Singapore — Progress in information sharing has been made during the 18th Meeting of the Sub-Regional Ministerial Steering Committee (MSC) on Transboundary Haze Pollution held in Singapore.
Singapore’s Minister for the Environment and Water Resources Masagos Zulkifli told a press conference on Wednesday that the close-door meeting was attended by ministers responsible for the environment from Brunei Darussalam, Indonesia, Malaysia, Singapore and Thailand.
They discussed key issues pertaining to haze prevention measures in the five MSC countries, including the implementation of the ASEAN Sub-Regional Haze Monitoring System, mobilization of international assistance to support fire-fighting efforts, and exchange of information among countries.
Chairing the press conference, Zulkifli said the biggest agreement during this meeting is that the countries will be going forward on sharing information.
“There is a preformed agreement where countries must share information of their hotspots. I think this is a big move forward on this thing. Of course, the modality is how this is going to be done, when and how far and so forth… But we have a big achievement on that, because in the past, there’s a lot of pushback on sharing information, even anonymous information. So in this case, at least we have an agreement and we can move forward on to this,” he said.
During the meeting, the ministers also announced to conduct a regional study on the economic, health and social impact of haze in 2015 on the ASEAN region.
This study is believed to be crucial for ASEAN to assess the implication of the 2015 haze incident and enable countries to have a baseline economic, health and social data to understand the impact of transboundary haze.
Elaborating on that, Zulkifli said countries that were affected by the haze have been collecting different information, depending on how they were impacted.
“For example, Singapore has been studying the impact of haze on tourism, while Indonesia saw a reduction in the yield of crops. This is information the ASEAN Secretariat will collate.”
Haze problem has been lingering around the region for decades, with air quality continues to deteriorate in recent years.
In 2013, the 24-hour Pollutant Standards Index (PSI), which measures the air quality of Singapore, hit a record high of over 400.
And last year, haze has been going back and forth for over two months due to dry weather, making it one of the worst years with haze in the region.
Along with the environment issue, haze also causes huge economic losses.

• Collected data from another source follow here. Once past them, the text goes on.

//! Best-effort splitting of model prose into titled sections.

use indexmap::IndexMap;

/// Split `text` into `header -> body` pairs, in order of appearance.
///
/// A header is a trimmed line that ends in `:` and whose letters are all
/// uppercase (`"KEY POINTS:"`, `"1. TITLE:"`). Body lines are trimmed and
/// blank ones dropped. Text before the first header is discarded, and a
/// repeated header replaces the earlier body.
///
/// This is a lossy heuristic over free text. Callers must not treat the
/// result as a schema; the unparsed text should always travel with it.
pub fn parse_sections(text: &str) -> IndexMap<String, String> {
    let mut sections = IndexMap::new();
    let mut current: Option<(String, Vec<&str>)> = None;

    for line in text.lines().map(str::trim) {
        if is_header(line) {
            if let Some((header, body)) = current.take() {
                sections.insert(header, body.join("\n"));
            }
            let header = line.trim_end_matches(':').trim_end().to_string();
            current = Some((header, Vec::new()));
        } else if !line.is_empty() {
            if let Some((_, body)) = current.as_mut() {
                body.push(line);
            }
        }
    }

    if let Some((header, body)) = current {
        sections.insert(header, body.join("\n"));
    }

    sections
}

fn is_header(line: &str) -> bool {
    line.ends_with(':')
        && line.chars().any(char::is_uppercase)
        && !line.chars().any(char::is_lowercase)
}

#[cfg(test)]
mod tests {
    use super::*;

    #[test]
    fn test_parses_ordered_sections() {
        let text = "Intro line that is dropped\n\
                    TITLE:\n\
                    Quarterly Review\n\
                    \n\
                    KEY POINTS:\n\
                    - Revenue up\n  \
                    - Costs down  \n\
                    CONCLUSION:\n\
                    Solid quarter.";

        let sections = parse_sections(text);

        let headers: Vec<&str> = sections.keys().map(String::as_str).collect();
        assert_eq!(headers, vec!["TITLE", "KEY POINTS", "CONCLUSION"]);
        assert_eq!(sections["TITLE"], "Quarterly Review");
        assert_eq!(sections["KEY POINTS"], "- Revenue up\n- Costs down");
        assert_eq!(sections["CONCLUSION"], "Solid quarter.");
    }

    #[test]
    fn test_header_detection() {
        assert!(is_header("EXECUTIVE SUMMARY:"));
        assert!(is_header("1. TITLE:"));
        assert!(!is_header("Key Points:"));
        assert!(!is_header("TITLE: Inline value"));
        assert!(!is_header("123:"));
        assert!(!is_header(":"));
    }

    #[test]
    fn test_inline_headers_are_not_sections() {
        // Headers with values on the same line are lost; the heuristic is lossy
        let sections = parse_sections("TITLE: Quarterly Review\nSome text");
        assert!(sections.is_empty());
    }

    #[test]
    fn test_empty_section_and_repeats() {
        let sections = parse_sections("NOTES:\nDETAILS:\nfirst\nDETAILS:\nsecond");
        assert_eq!(sections.len(), 2);
        assert_eq!(sections["NOTES"], "");
        assert_eq!(sections["DETAILS"], "second");
    }
}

According to the World Bank, forest fires in Indonesia last year cost the country at least 16 billion U.S. dollars in economic losses, equivalent to 1.9 percent of its gross domestic product. As a victim of the haze, haze also caused Singapore the economic loss of over 500 million U.S. dollars last year.
This year, according to the ASEAN Specialised Meteorological Center’s forecast, with El Nino expected to return to neutral conditions by mid-2016 and with a chance of La Nina developing in the third quarter, normal to above normal rainfall can be expected for the region during the season.
This may “hopefully” lower the risk and severity of the haze problem this year, according to Zulkifli.
He and the other ministers also noted that the MSC countries pledged to remain vigilant and continuously monitor and step up their haze preventive efforts to minimise any possible occurrence of transboundary smoke haze from land and forest fires in anticipation of the drier weather in the coming months.